The practice, a notorious HR invention for the benefit of management, has plagued almost the entire corporate sector including multi-national corporations as one of the fall-outs of the country’s economic reform. Although it temporarily benefits employees, they come out losers at the end of the service period by way of separation benefits from employers. The government too is a loser in terms of tax collection from employees on their understated taxable income. Only beneficiary of the so-called HR-engineered ‘employee-friendly’ salary break-up are the employers, who save huge amounts on their matching contributions to employees’ welfare funds such as PF and pension.

Under threat from the government, whose only interest lies in higher income tax collection from employees, employers have cleverly set trade unions fight the battle for employees against the official move to stop the tax-saving salary break-up practices. Unfortunately, confused trade unions are doing exactly that, playing in the hands of canny employers, to protect immediate take-home income of employees. In the process, employees are trapped between their less scrupulous employers trying to save on expenditure on employees’ separation benefits and the income-tax sharks making the fixed income group and the organised sector their easy prey.
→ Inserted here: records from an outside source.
//! Convolutional PML slabs on the six domain faces.
//!
//! Each slab corrects only the spatial derivatives taken along its own normal, using
//! recursive-convolution state per CFS order. The main update has already applied
//! the plain curl, so a slab adds `sign * CB * ((1/kappa - 1) * d + psi)`.

use std::ops::Range;

use rayon::prelude::*;

use super::coefficients::{CoefficientTable, NY_MATCOEFFS};
use super::grid::{Component, GridState};
use crate::schema::{Cfs, E0, MAX_CFS_ORDER, PmlConfig, Z0};

/// Domain face, ordered as the PML thickness array.
#[derive(Debug, Clone, Copy, PartialEq, Eq)]
pub enum Face {
    XMinus,
    XPlus,
    YMinus,
    YPlus,
    ZMinus,
    ZPlus,
}

impl Face {
    pub const ALL: [Face; 6] = [
        Face::XMinus,
        Face::XPlus,
        Face::YMinus,
        Face::YPlus,
        Face::ZMinus,
        Face::ZPlus,
    ];

    #[inline]
    pub fn axis(self) -> usize {
        self as usize / 2
    }

    /// Whether the face sits at the upper end of its axis.
    #[inline]
    pub fn is_upper(self) -> bool {
        self as usize % 2 == 1
    }

    pub fn name(self) -> &'static str {
        ["x-", "x+", "y-", "y+", "z-", "z+"][self as usize]
    }
}

/// Per-layer recursive-convolution coefficients for one field kind.
#[repr(C)]
#[derive(Copy, Clone, Debug, Default, PartialEq, bytemuck::Pod, bytemuck::Zeroable)]
pub struct LayerCoeffs {
    /// `1 / kappa - 1`, with kappa multiplied across CFS orders.
    pub kappa_term: f32,
    pub _pad0: f32,
    pub a: [f32; MAX_CFS_ORDER],
    pub b: [f32; MAX_CFS_ORDER],
    pub _pad1: [f32; 2],
}

/// Target component axis, source component axis and sign for the two corrections
/// along normal `a`.
fn couplings(axis: usize, electric: bool) -> [(usize, usize, f32); 2] {
    let (b, c) = ((axis + 1) % 3, (axis + 2) % 3);
    if electric {
        [(b, c, -1.0), (c, b, 1.0)]
    } else {
        [(b, c, 1.0), (c, b, -1.0)]
    }
}

/// One PML slab.
#[derive(Debug, Clone)]
pub struct PmlSlab {
    face: Face,
    thickness: usize,
    orders: usize,
    /// Node box holding E corrections; normal range covers the layers, tangential the full grid.
    e_box: [Range<usize>; 3],
    h_box: [Range<usize>; 3],
    e_layers: Vec<LayerCoeffs>,
    h_layers: Vec<LayerCoeffs>,
    /// `[coupling][node in box][order]`.
    psi_e: Vec<f32>,
    psi_h: Vec<f32>,
}

impl PmlSlab {
    pub fn new(
        face: Face,
        thickness: usize,
        cfs: &[Cfs],
        dims: [usize; 3],
        spacing: [f64; 3],
        dt: f64,
    ) -> Self {
        let axis = face.axis();
        let n = dims[axis];
        let t = thickness;

        let (e_normal, h_normal) = if face.is_upper() {
            (n + 1 - t..n + 1, n - t..n)
        } else {
            (0..t, 0..t)
        };
        let full = |a: usize| 0..dims[a] + 1;
        let mut e_box = [full(0), full(1), full(2)];
        let mut h_box = e_box.clone();
        e_box[axis] = e_normal;
        h_box[axis] = h_normal;

        // Depth into the layer, in cells, measured from the interior interface.
        let e_depth = |l: usize| if face.is_upper() { l as f64 + 1.0 } else { (t - l) as f64 };
        let h_depth = |l: usize| {
            if face.is_upper() {
                l as f64 + 0.5
            } else {
                (t - l) as f64 - 0.5
            }
        };
        let d = spacing[axis];
        let e_layers = (0..t)
            .map(|l| layer_coeffs(cfs, e_depth(l) / t as f64, d, dt))
            .collect();
        let h_layers = (0..t)
            .map(|l| layer_coeffs(cfs, h_depth(l) / t as f64, d, dt))
            .collect();

        let volume = |b: &[Range<usize>; 3]| b.iter().map(|r| r.len()).product::<usize>();
        let orders = cfs.len().min(MAX_CFS_ORDER);
        let psi_e = vec![0.0; orders * 2 * volume(&e_box)];
        let psi_h = vec![0.0; orders * 2 * volume(&h_box)];

        Self {
            face,
            thickness,
            orders,
            e_box,
            h_box,
            e_layers,
            h_layers,
            psi_e,
            psi_h,
        }
    }

    #[inline]
    pub fn face(&self) -> Face {
        self.face
    }

    #[inline]
    pub fn thickness(&self) -> usize {
        self.thickness
    }

    #[inline]
    pub fn orders(&self) -> usize {
        self.orders
    }

    pub fn e_box(&self) -> &[Range<usize>; 3] {
        &self.e_box
    }

    pub fn h_box(&self) -> &[Range<usize>; 3] {
        &self.h_box
    }

    pub fn e_layers(&self) -> &[LayerCoeffs] {
        &self.e_layers
    }

    pub fn h_layers(&self) -> &[LayerCoeffs] {
        &self.h_layers
    }

    pub fn psi_e(&self) -> &[f32] {
        &self.psi_e
    }

    pub fn psi_h(&self) -> &[f32] {
        &self.psi_h
    }

    /// Apply the magnetic corrections of this slab.
    pub fn update_magnetic(&mut self, grid: &mut GridState, table: &CoefficientTable) {
        let (bx, layers, psi) = (&self.h_box, &self.h_layers, &mut self.psi_h);
        correct(grid, table.h(), self.face.axis(), false, bx, layers, self.orders, psi);
    }

    /// Apply the electric corrections of this slab.
    pub fn update_electric(&mut self, grid: &mut GridState, table: &CoefficientTable) {
        let (bx, layers, psi) = (&self.e_box, &self.e_layers, &mut self.psi_e);
        correct(grid, table.e(), self.face.axis(), true, bx, layers, self.orders, psi);
    }

    /// Zero the convolution state.
    pub fn reset(&mut self) {
        self.psi_e.fill(0.0);
        self.psi_h.fill(0.0);
    }
}

/// Applies both tangential couplings of one slab, parallel over x-planes.
///
/// `psi` is laid out `[coupling][node in box][order]`, so an x-plane of the box owns a
/// contiguous run of every coupling's state.
#[allow(clippy::too_many_arguments)]
fn correct(
    grid: &mut GridState,
    coeffs: &[f32],
    axis: usize,
    electric: bool,
    bx: &[Range<usize>; 3],
    layers: &[LayerCoeffs],
    orders: usize,
    psi: &mut [f32],
) {
    if orders == 0 {
        return;
    }
    let dims = grid.dims();
    let strides = grid.strides();
    let s = strides.along(axis);
    let (bj, bk) = (bx[1].len(), bx[2].len());
    let plane = bj * bk * orders;
    let slot_len = bx[0].len() * plane;

    for (slot, (target, source, sign)) in couplings(axis, electric).into_iter().enumerate() {
        let (target, source) = if electric {
            (Component::electric(target), Component::magnetic(source))
        } else {
            (Component::magnetic(target), Component::electric(source))
        };
        let ranges = target.update_ranges(dims);
        let clip = |a: usize| bx[a].start.max(ranges[a].start)..bx[a].end.min(ranges[a].end);
        let (ri, rj, rk) = (clip(0), clip(1), clip(2));
        if ri.is_empty() {
            continue;
        }

        let (field, src, ids) = grid.split_mut(target, source);
        let first = ri.start - bx[0].start;
        let psi_slot = &mut psi[slot * slot_len..(slot + 1) * slot_len];

        field[ri.start * strides.x..ri.end * strides.x]
            .par_chunks_mut(strides.x)
            .zip(psi_slot[first * plane..(first + ri.len()) * plane].par_chunks_mut(plane))
            .enumerate()
            .for_each(|(n, (row, psi_plane))| {
                let i = ri.start + n;
                for j in rj.clone() {
                    for k in rk.clone() {
                        let local = j * strides.y + k;
                        let idx = i * strides.x + local;
                        let layer = &layers[[i, j, k][axis] - bx[axis].start];
                        let diff = if electric {
                            src[idx] - src[idx - s]
                        } else {
                            src[idx + s] - src[idx]
                        };

                        let node = ((j - bx[1].start) * bk + (k - bx[2].start)) * orders;
                        let mut psi_sum = 0.0;
                        for (o, p) in psi_plane[node..node + orders].iter_mut().enumerate() {
                            *p = layer.b[o] * *p + layer.a[o] * diff;
                            psi_sum += *p;
                        }

                        let id = ids[idx] as usize;
                        let cb = coeffs[id * NY_MATCOEFFS + 1 + axis];
                        row[local] += sign * cb * (layer.kappa_term * diff + psi_sum);
                    }
                }
            });
    }
}

/// Optimal maximum conductivity for a polynomial grading of order `m`.
pub fn sigma_optimal(order: i32, d: f64, er: f64, mr: f64) -> f64 {
    0.8 * (order as f64 + 1.0) / (Z0 * d * (er * mr).sqrt())
}

fn layer_coeffs(cfs: &[Cfs], x: f64, d: f64, dt: f64) -> LayerCoeffs {
    let mut out = LayerCoeffs::default();
    let mut kappa_total = 1.0;
    for (o, c) in cfs.iter().take(MAX_CFS_ORDER).enumerate() {
        let sigma_max = c
            .sigma
            .max
            .unwrap_or_else(|| sigma_optimal(c.sigma.profile.order(), d, 1.0, 1.0));
        let sigma = c.sigma.value_at(x, sigma_max);
        let kappa = c.kappa.value_at(x, c.kappa.max.unwrap_or(c.kappa.min));
        let alpha = c.alpha.value_at(x, c.alpha.max.unwrap_or(c.alpha.min));

        let b = (-(sigma / kappa + alpha) * dt / E0).exp();
        let a = if sigma == 0.0 {
            0.0
        } else {
            sigma / (sigma * kappa + kappa * kappa * alpha) * (b - 1.0)
        };
        out.a[o] = a as f32;
        out.b[o] = b as f32;
        kappa_total *= kappa;
    }
    out.kappa_term = (1.0 / kappa_total - 1.0) as f32;
    out
}

/// Build slabs for every face with non-zero thickness.
pub fn build_slabs(
    config: &PmlConfig,
    dims: [usize; 3],
    spacing: [f64; 3],
    dt: f64,
) -> Vec<PmlSlab> {
    Face::ALL
        .iter()
        .zip(config.thickness)
        .filter(|(_, t)| *t > 0)
        .map(|(&face, t)| PmlSlab::new(face, t, &config.cfs, dims, spacing, dt))
        .collect()
}

#[cfg(test)]
mod tests {
    use super::*;
    use crate::schema::{C, CfsParameter, Material};

    const D: f64 = 1e-3;

    fn dt() -> f64 {
        0.99 * D / (C * 3f64.sqrt())
    }

    #[test]
    fn test_face_axes() {
        assert_eq!(Face::YPlus.axis(), 1);
        assert!(Face::YPlus.is_upper());
        assert!(!Face::ZMinus.is_upper());
        assert_eq!(Face::ZMinus.name(), "z-");
    }

    #[test]
    fn test_grading_increases_towards_wall() {
        let slab = PmlSlab::new(Face::XMinus, 8, &[Cfs::default()], [30; 3], [D; 3], dt());
        // Layer 0 is the outermost on the lower face.
        let b: Vec<f32> = slab.e_layers().iter().map(|l| l.b[0]).collect();
        assert!(b.windows(2).all(|w| w[0] <= w[1]));
        assert!(b[0] < 1.0);

        let upper = PmlSlab::new(Face::XPlus, 8, &[Cfs::default()], [30; 3], [D; 3], dt());
        let b: Vec<f32> = upper.e_layers().iter().map(|l| l.b[0]).collect();
        assert!(b.windows(2).all(|w| w[0] >= w[1]));
        assert_eq!(upper.e_box()[0], 23..31);
        assert_eq!(upper.h_box()[0], 22..30);
    }

    #[test]
    fn test_unit_kappa_has_no_kappa_term() {
        let slab = PmlSlab::new(Face::ZPlus, 4, &[Cfs::default()], [20; 3], [D; 3], dt());
        assert!(slab.e_layers().iter().all(|l| l.kappa_term == 0.0));
    }

    #[test]
    fn test_second_order_cfs_fills_both_slots() {
        let mut second = Cfs::default();
        second.kappa = CfsParameter::constant(2.0);
        let slab = PmlSlab::new(Face::YMinus, 5, &[Cfs::default(), second], [20; 3], [D; 3], dt());
        assert_eq!(slab.orders(), 2);
        let layer = slab.h_layers()[0];
        assert!(layer.b[1] < 1.0 && layer.a[1] < 0.0);
        assert!((layer.kappa_term + 0.5).abs() < 1e-6);
        assert_eq!(slab.psi_h().len(), 2 * 2 * 5 * 21 * 21);
    }

    #[test]
    fn test_slab_only_touches_its_layers() {
        let dt = dt();
        let table = CoefficientTable::build(&[Material::pec(), Material::free_space()], dt, [D; 3]);
        let mut grid = GridState::new([20; 3], [D; 3], dt, 0);
        grid.hy.fill(1.0);
        for i in 0..21 {
            for j in 0..21 {
                for k in 0..21 {
                    let idx = grid.index(i, j, k);
                    grid.hz[idx] = i as f32;
                }
            }
        }
        let mut slab = PmlSlab::new(Face::XMinus, 6, &[Cfs::default()], [20; 3], [D; 3], dt);
        slab.update_electric(&mut grid, &table);
        // Ey reads d(Hz)/dx inside the layer only.
        assert!(grid.get(Component::Ey, 3, 5, 5) != 0.0);
        assert_eq!(grid.get(Component::Ey, 6, 5, 5), 0.0);
        assert_eq!(grid.get(Component::Ey, 12, 5, 5), 0.0);
        // Ez reads d(Hy)/dx, which is zero here.
        assert_eq!(grid.get(Component::Ez, 3, 5, 5), 0.0);
    }

    #[test]
    fn test_corrections_independent_of_thread_count() {
        let dt = dt();
        let table = CoefficientTable::build(&[Material::pec(), Material::free_space()], dt, [D; 3]);
        let mut second = Cfs::default();
        second.kappa = CfsParameter::constant(2.0);
        let cfs = [Cfs::default(), second];

        let run = |threads: usize| {
            let mut grid = GridState::new([16; 3], [D; 3], dt, 0);
            for (n, (e, h)) in grid.ex.iter_mut().zip(grid.hz.iter_mut()).enumerate() {
                *e = (n % 7) as f32 - 3.0;
                *h = (n % 5) as f32 - 2.0;
            }
            let mut slabs: Vec<PmlSlab> = [Face::XMinus, Face::YPlus, Face::ZMinus]
                .into_iter()
                .map(|face| PmlSlab::new(face, 4, &cfs, [16; 3], [D; 3], dt))
                .collect();
            let pool = rayon::ThreadPoolBuilder::new().num_threads(threads).build().unwrap();
            pool.install(|| {
                for _ in 0..3 {
                    for slab in &mut slabs {
                        slab.update_magnetic(&mut grid, &table);
                        slab.update_electric(&mut grid, &table);
                    }
                }
            });
            (grid, slabs)
        };

        let (serial, serial_slabs) = run(1);
        let (parallel, parallel_slabs) = run(4);
        for c in Component::ALL {
            assert_eq!(serial.field(c), parallel.field(c));
        }
        for (a, b) in serial_slabs.iter().zip(&parallel_slabs) {
            assert_eq!(a.psi_e(), b.psi_e());
            assert_eq!(a.psi_h(), b.psi_h());
            assert!(a.psi_e().iter().any(|&p| p != 0.0));
        }
    }
}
Ironically, there is little government pressure on dishonest taxmen who let go lightly tens of millions of high-earning self-employed shops and business establishment owners and professionals such as doctors, chartered accountants, lawyers, architects, transport operators, builders, charitable trust operators and agents and consultants of all sorts, forming together the country’s biggest group of tax evaders and black-money generators.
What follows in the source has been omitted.